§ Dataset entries
════════

#[cfg(test)]
mod tests {
    use super::*;
    use sectorwatch_host_api::{MockFetcher, MockHost};
    use std::time::Duration;

    const MANIFEST_URL: &str = "https://updates.test/version.json";
    const WELCOME_URL: &str = "https://updates.test/welcome.json";
    const LABEL: &str = "Sofia Control 2510/2 LBSR 20251013";

    fn test_config() -> MonitorConfig {
        MonitorConfig {
            manifest_url: MANIFEST_URL.into(),
            welcome_url: WELCOME_URL.into(),
            check_interval: Duration::from_secs(5),
            fetch_timeout: Duration::from_secs(1),
            reminder_interval: Duration::from_secs(60),
        }
    }

    fn make_monitor() -> (Monitor, Arc<MockHost>, Arc<MockFetcher>) {
        let host = Arc::new(MockHost::new());
        let fetcher = Arc::new(MockFetcher::new());
        let monitor = Monitor::new(test_config(), host.clone(), fetcher.clone());
        (monitor, host, fetcher)
    }

    fn manifest_body(cycle: u32, revision: u32, patch: u32) -> String {
        format!(
            r#"{{"airac_cycle": {}, "airac_version": {}, "package_version": {},
               "latest_package_name": "Sector_{}_{}",
               "download_url": "https://updates.test/pkg.zip",
               "notes": "Minor fixes"}}"#,
            cycle, revision, patch, cycle, revision
        )
    }

    #[test]
    fn update_available_raises_alert_for_both_triggers() {
        let (mut monitor, host, fetcher) = make_monitor();
        host.set_sector_label(Some(LABEL));
        fetcher.set_response(MANIFEST_URL, &manifest_body(2510, 2, 1));

        let outcome = monitor.check_and_notify(CheckTrigger::Periodic).unwrap();
        assert!(matches!(outcome, CheckOutcome::UpdateAvailable { .. }));

        let alerts = host.alerts();
        assert_eq!(alerts.len(), 1);
        assert!(alerts[0].1.contains("AIRAC 2510/2 (Package 1)"));
        assert!(alerts[0].1.contains("AIRAC 2510/2 (Package 0)"));
        assert!(alerts[0].1.contains("Release notes: Minor fixes"));
    }

    #[test]
    fn up_to_date_reported_only_on_manual_checks() {
        let (mut monitor, host, fetcher) = make_monitor();
        host.set_sector_label(Some(LABEL));
        fetcher.set_response(MANIFEST_URL, &manifest_body(2510, 2, 0));

        monitor.check_and_notify(CheckTrigger::Periodic).unwrap();
        assert!(host.messages().is_empty());
        assert!(host.alerts().is_empty());

        monitor.check_and_notify(CheckTrigger::Manual).unwrap();
        let messages = host.messages();
        assert_eq!(messages.len(), 1);
        assert!(messages[0].1.contains("Up to date"));
    }

    #[test]
    fn lower_remote_cycle_is_up_to_date() {
        let (mut monitor, host, fetcher) = make_monitor();
        host.set_sector_label(Some(LABEL));
        fetcher.set_response(MANIFEST_URL, &manifest_body(2509, 9, 9));

        let outcome = monitor.check_and_notify(CheckTrigger::Manual).unwrap();
        assert!(matches!(outcome, CheckOutcome::UpToDate { .. }));
    }

    #[test]
    fn missing_sector_label_errors() {
        let (mut monitor, host, _fetcher) = make_monitor();

        let result = monitor.check_and_notify(CheckTrigger::Periodic);
        assert!(matches!(result, Err(CheckError::NoSectorLoaded)));
        // Periodic failures stay silent
        assert!(host.messages().is_empty());

        let result = monitor.check_and_notify(CheckTrigger::Manual);
        assert!(matches!(result, Err(CheckError::NoSectorLoaded)));
        assert!(host.messages()[0].1.contains("No sector file detected"));
    }

    #[test]
    fn unparseable_label_errors_without_fetching() {
        let (mut monitor, host, fetcher) = make_monitor();
        host.set_sector_label(Some("no version in here"));

        let result = monitor.check_and_notify(CheckTrigger::Manual);
        assert!(matches!(result, Err(CheckError::LocalUnparseable { .. })));
        assert!(host.messages()[0].1.contains("Could not parse sector label"));
        assert!(fetcher.requests().is_empty());
    }

    #[test]
    fn fetch_failure_and_malformed_manifest_errors() {
        let (mut monitor, host, fetcher) = make_monitor();
        host.set_sector_label(Some(LABEL));

        // Nothing scripted: the fetch fails
        let result = monitor.check_and_notify(CheckTrigger::Manual);
        assert!(matches!(result, Err(CheckError::FetchFailed(_))));

        // Manifest without the required cycle field
        fetcher.set_response(MANIFEST_URL, r#"{"airac_version": 2}"#);
        let result = monitor.check_and_notify(CheckTrigger::Manual);
        assert!(matches!(result, Err(CheckError::ManifestMalformed)));
    }

    #[test]
    fn periodic_checks_stop_after_local_version_parses() {
        let (mut monitor, host, fetcher) = make_monitor();
        host.set_sector_label(Some(LABEL));
        fetcher.set_response(MANIFEST_URL, &manifest_body(2510, 2, 0));

        // First tick runs the initial check, which parses the local version
        monitor.on_timer(0);
        let manifest_fetches = fetcher.request_count(MANIFEST_URL);
        assert!(manifest_fetches >= 1);

        // Sixty more ticks: no further periodic fetches
        for counter in 1..=60 {
            monitor.on_timer(counter);
        }
        assert_eq!(fetcher.request_count(MANIFEST_URL), manifest_fetches);

        // Manual checks still work
        monitor.check_and_notify(CheckTrigger::Manual).unwrap();
        assert_eq!(fetcher.request_count(MANIFEST_URL), manifest_fetches + 1);
    }

    #[test]
    fn periodic_checks_continue_until_label_appears() {
        let (mut monitor, _host, fetcher) = make_monitor();

        // No label: every interval boundary fetches nothing (the check
        // fails before the fetch) but keeps being attempted
        for counter in 0..=20 {
            monitor.on_timer(counter);
        }
        assert_eq!(fetcher.request_count(MANIFEST_URL), 0);
        // Welcome was still attempted exactly once
        assert_eq!(fetcher.request_count(WELCOME_URL), 1);
    }

    #[test]
    fn first_tick_posts_hint_and_welcome_once() {
        let (mut monitor, host, fetcher) = make_monitor();
        fetcher.set_response(
            WELCOME_URL,
            r#"{"title": "Ops", "message": "Briefing at 18z"}"#,
        );

        monitor.on_timer(0);
        monitor.on_timer(1);

        assert_eq!(fetcher.request_count(WELCOME_URL), 1);
        let messages = host.messages();
        assert!(messages.iter().any(|(_, text)| text == "Ops Briefing at 18z"));
        assert!(messages
            .iter()
            .any(|(_, text)| text.contains(CMD_UPDATE_CHECK)));
    }

    #[test]
    fn reminder_fires_through_the_tick_path() {
        let (mut monitor, host, _fetcher) = make_monitor();
        host.set_connected(true);

        for counter in 0..121 {
            monitor.on_timer(counter);
        }

        let reminders: Vec<_> = host
            .alerts()
            .into_iter()
            .filter(|(title, _)| title == REMINDER_TITLE)
            .collect();
        assert_eq!(reminders.len(), 2);
        assert!(reminders[0].1.contains("Time for a break"));
    }

    #[test]
    fn open_download_uses_cached_url() {
        let (mut monitor, host, fetcher) = make_monitor();
        host.set_sector_label(Some(LABEL));
        fetcher.set_response(MANIFEST_URL, &manifest_body(2510, 2, 1));

        monitor.check_and_notify(CheckTrigger::Manual).unwrap();
        monitor.open_download();

        assert_eq!(host.opened_urls(), vec!["https://updates.test/pkg.zip"]);
    }

    #[test]
    fn open_download_learns_url_from_a_fresh_fetch() {
        let (mut monitor, host, fetcher) = make_monitor();
        fetcher.set_response(MANIFEST_URL, &manifest_body(2510, 2, 1));

        monitor.open_download();
        assert_eq!(host.opened_urls(), vec!["https://updates.test/pkg.zip"]);
    }

    #[test]
    fn open_download_without_url_reports() {
        let (mut monitor, host, fetcher) = make_monitor();
        fetcher.set_response(
            MANIFEST_URL,
            r#"{"airac_cycle": 2510, "airac_version": 2}"#,
        );

        monitor.open_download();
        assert!(host.opened_urls().is_empty());
        assert!(host.messages()[0].1.contains("No download URL"));
    }

    #[test]
    fn commands_are_routed() {
        let (mut monitor, host, fetcher) = make_monitor();
        host.set_sector_label(Some(LABEL));
        fetcher.set_response(MANIFEST_URL, &manifest_body(2510, 3, 0));

        assert!(monitor.handle_command(".sectorwatch-update-check"));
        assert_eq!(host.alerts().len(), 1);

        assert!(monitor.handle_command(".sectorwatch-status"));
        assert!(host
            .messages()
            .iter()
            .any(|(_, text)| text.contains("[Local]") && text.contains("[Remote]")));

        assert!(monitor.handle_command(".sectorwatch-coffee"));
        assert!(host
            .alerts()
            .iter()
            .any(|(title, _)| title.contains("café")));

        assert!(!monitor.handle_command(".unrelated-command"));
        assert!(!monitor.handle_command("plain chat text"));
    }

    #[test]
    fn status_report_survives_fetch_failure() {
        let (monitor, host, _fetcher) = make_monitor();
        host.set_sector_label(Some(LABEL));

        let report = monitor.status_report();
        assert_eq!(report.local.unwrap(), sectorwatch_api::SectorVersion::new(2510, 2, 0));
        assert!(report.remote.is_none());
        assert!(report.to_string().contains("<fetch/parse failed>"));
    }
}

════════

§ PROBLEM STATEMENT
Only lines that contain "reminders" are needed, so copy each of them from the data.

§ WRITTEN SOLUTION
        let reminders: Vec<_> = host
        assert_eq!(reminders.len(), 2);
        assert!(reminders[0].1.contains("Time for a break"));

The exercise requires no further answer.